My main goal this year is first to shed the holiday weight gain, but also increase my maintenance calories. Everybody has a resting metabolic rate, which is how many calories you burn at rest. For many people this number is very high. For others, it is very low. I am one of the others. Right now my maintenance is around 1000 calories. For the last many years I've eaten less than 1,000 calories a day on average and when I turned 30 this past year I decided to stop doing that to myself. I slowly added calories back to my diet and that's why I started gaining weight. But you cannot live on 1,000 calories a day! It's not healthy and I can't do it anymore.
Last year for my 30th birthday I made the goal of getting super lean and competing in a bikini competition in 2015, but there is no way I could do that this year because I can't eat enough to maintain the amount of muscle I'd need to put on or enough to cut and still be healthy during the cutting phase. A coach I talked to said I need to get my maintenance calories up to at least 1500, if not more. So instead of setting an unattainable goal like competing this year, I have to step back and make smaller, more attainable goals. So for this year, I'm not looking to shed all my fat and get super ripped and lean. My plan is to stay as lean as I can while working with a health coach on calculating my macros (carbs, fats, proteins) week to week to try and get my calories up. I might gain more weight :-( But the goal is to increase very slowly and maintain a clean diet so that weight gain is a minimum and all the while, I will be revving up my metabolism to get it back on track after the years of abuse I have put it through and then later I will be able to healthily shed the weight I have gained.
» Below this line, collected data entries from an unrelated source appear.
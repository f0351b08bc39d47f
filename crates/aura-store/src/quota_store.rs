//! Tenant/route token-bucket quota half of the Session & Quota Store:
//! `bucket:<tenant>:<route> -> {tokens, last_refill_at}`, refilled and
//! consumed atomically at the backend (spec §4.6). There is deliberately
//! no in-process mirror of bucket state: every admission check round-trips
//! to the backend so multi-process deployments never drift.

use chrono::Utc;
use std::sync::Arc;
use std::time::Duration;
use uuid::Uuid;

use crate::backend::StoreBackend;
use crate::error::StoreError;

#[derive(Debug, Clone, Copy, PartialEq)]
pub enum Admission {
    Admitted,
    Denied { retry_after: Duration },
}

pub struct QuotaStore {
    backend: Arc<dyn StoreBackend>,
    key_prefix: String,
}

impl QuotaStore {
    pub fn new(backend: Arc<dyn StoreBackend>, key_prefix: &str) -> Self {
        Self {
            backend,
            key_prefix: key_prefix.to_string(),
        }
    }

    fn key(&self, tenant_id: Uuid, route: &str) -> String {
        format!("{}:bucket:{tenant_id}:{route}", self.key_prefix)
    }

    /// Attempts to take one token from `(tenant_id, route)`'s bucket.
    /// `capacity` and `refill_rate` (tokens/sec) are resolved by the caller
    /// from the tenant's `QuotaProfile` or the configured defaults.
    pub async fn admit(
        &self,
        tenant_id: Uuid,
        route: &str,
        capacity: f64,
        refill_rate: f64,
    ) -> Result<Admission, StoreError> {
        let now_ms = Utc::now().timestamp_millis();
        let outcome = self
            .backend
            .take_token(&self.key(tenant_id, route), capacity, refill_rate, now_ms)
            .await?;
        if outcome.admitted {
            Ok(Admission::Admitted)
        } else {
            // Conservative estimate: time to accumulate one full token.
            let secs_to_one_token = if refill_rate > 0.0 {
                1.0 / refill_rate
            } else {
                f64::INFINITY
            };
            Ok(Admission::Denied {
                retry_after: Duration::from_secs_f64(secs_to_one_token.min(3600.0)),
            })
        }
    }
}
When it comes to goal setting, especially with our bodies, you have to set reasonable and attainable goals. Setting an unattainable goal that you won't reach will set you up for failure. If you need to lose 100 pounds this year, set your goal for 50. Weight loss can be a slow process for many people whose bodies aren't primed for it. Weight loss can take time. If 6 months have gone by and you've only lost 25 pounds of your goal, how likely will you be to get upset and throw in the towel? But if your goal was to lose 50 pounds, then you're halfway there! How good does that feel?
Set yourself LONG term goals and then break them up into short term, attainable goals. That will be the key to your success.